Methods of Teaching scienceØ QUESTIONING TECHNIQUE
M.Sc., M.Ed., JRF & NET
Assistant professor in Physical Science, Arafa Institute for Teacher Education
"Good learning starts with questions, not answers"
Questioning consumes a considerable proportion of time in classrooms. Interest in questioning as an instructional tool can be traced back to the fourth century as evidenced in the Socratic dialogues recorded by Plato.
In the 21st century, teachers use questions to manage student behavior and classroom activities, to promote students' inquiry and thinking, and to assess students' knowledge or understanding. Questioning enables teachers to check learners' understanding. It also benefits learners as it encourages engagement and focuses their thinking on key concepts and ideas. Questioning actively encourages the development of thinking and dialogue skills.
Questioning can serve at least 5 distinct purposes in effective classrooms.
1. To guide students toward understanding when introducing material.
2. To guide students to do a greater share of the thinking.
3. To remediate an error.
4. To stretch or motivating students.
5. To check for understanding (Evaluation purpose).
In questioning technique teachers uses questions as a tool to promote inquiry, thinking, and ultimately learning.
An effective question must involve the following techniques
1) Redirection: This involves the framing of a single question for which there are many possible responses from the students. Redirection is possible only in the case of high order, divergent questions.
Example: At the end of this unit Halogens, which do you think is the most useful one? ………….Why?
2) Prompting: This technique involves the use of hints or clues which are used to aid the student in responding correctly. This is required when a student is asked a question and he fails to reply or response correctly.
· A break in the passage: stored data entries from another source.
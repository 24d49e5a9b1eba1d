mod config;
mod report;

use anyhow::{Context, Result};
use tracing::info;

use config::AppConfig;
use qa_db::Database;

fn main() -> Result<()> {
    // Load .env if present
    let _ = dotenvy::dotenv();

    // Init logging
    tracing_subscriber::fmt()
        .with_env_filter(
            tracing_subscriber::EnvFilter::try_from_default_env()
                .unwrap_or_else(|_| "qa=info,qa_db=info".into()),
        )
        .init();

    let config = AppConfig::from_env()?;

    let db = Database::open(&config.db)
        .with_context(|| format!("opening {}", config.db.path.display()))?;

    if config.seed {
        if db.all_users()?.is_empty() {
            qa_db::seed::seed_demo(&db)?;
        } else {
            info!("Store already has users; skipping seed");
        }
    }

    let threads = report::log_forum(&db, config.report_format)?;
    info!(threads, "Report complete");
    Ok(())
}
use std::path::PathBuf;

use anyhow::{Result, bail};
use qa_db::DbConfig;

#[derive(Debug, Clone, Copy, PartialEq, Eq)]
pub enum ReportFormat {
    Text,
    Json,
}

#[derive(Debug, Clone)]
pub struct AppConfig {
    pub db: DbConfig,
    /// Seed demo rows when the store has no users yet.
    pub seed: bool,
    pub report_format: ReportFormat,
}

impl AppConfig {
    pub fn from_env() -> Result<Self> {
        Self::from_lookup(|key| std::env::var(key).ok())
    }

    pub fn from_lookup<F>(lookup: F) -> Result<Self>
    where
        F: Fn(&str) -> Option<String>,
    {
        let defaults = DbConfig::default();

        let path = lookup("QA_DB_PATH")
            .map(PathBuf::from)
            .unwrap_or(defaults.path);
        let foreign_keys = match lookup("QA_FOREIGN_KEYS") {
            Some(value) => parse_flag("QA_FOREIGN_KEYS", &value)?,
            None => defaults.foreign_keys,
        };
        let seed = match lookup("QA_SEED") {
            Some(value) => parse_flag("QA_SEED", &value)?,
            None => false,
        };
        let report_format = match lookup("QA_REPORT_FORMAT").as_deref() {
            None | Some("text") => ReportFormat::Text,
            Some("json") => ReportFormat::Json,
            Some(other) => bail!("QA_REPORT_FORMAT must be text or json, got {:?}", other),
        };

        Ok(Self {
            db: DbConfig { path, foreign_keys },
            seed,
            report_format,
        })
    }
}

fn parse_flag(key: &str, value: &str) -> Result<bool> {
    match value.trim().to_ascii_lowercase().as_str() {
        "1" | "true" | "yes" | "on" => Ok(true),
        "0" | "false" | "no" | "off" => Ok(false),
        _ => bail!("{} must be a boolean, got {:?}", key, value),
    }
}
3) Probing: This technique is used when the students reply is correct but insufficient because it lacks depth. This helps to process information.
Thumb rules of effective questioning
A few general rules of thumb for designing effective questions are:
1) One at a Time: Have only one question in the question.
2) Simple to Complex: Ask questions that progress from simple to complex.
3) Clear and Concise: The questions should be clear and Concise
4) Start with a question word. (who, when, what, where, why, how)
5) Ask an actual question.
6) Assume the answer. (Ask, “Who can tell me…,” not, “Can anyone tell me…”
7) Stock Questions: Ask one sequence of questions in a row. Ask versions of the same question.
8) Break it down: Break complex questions to simple, one after the other.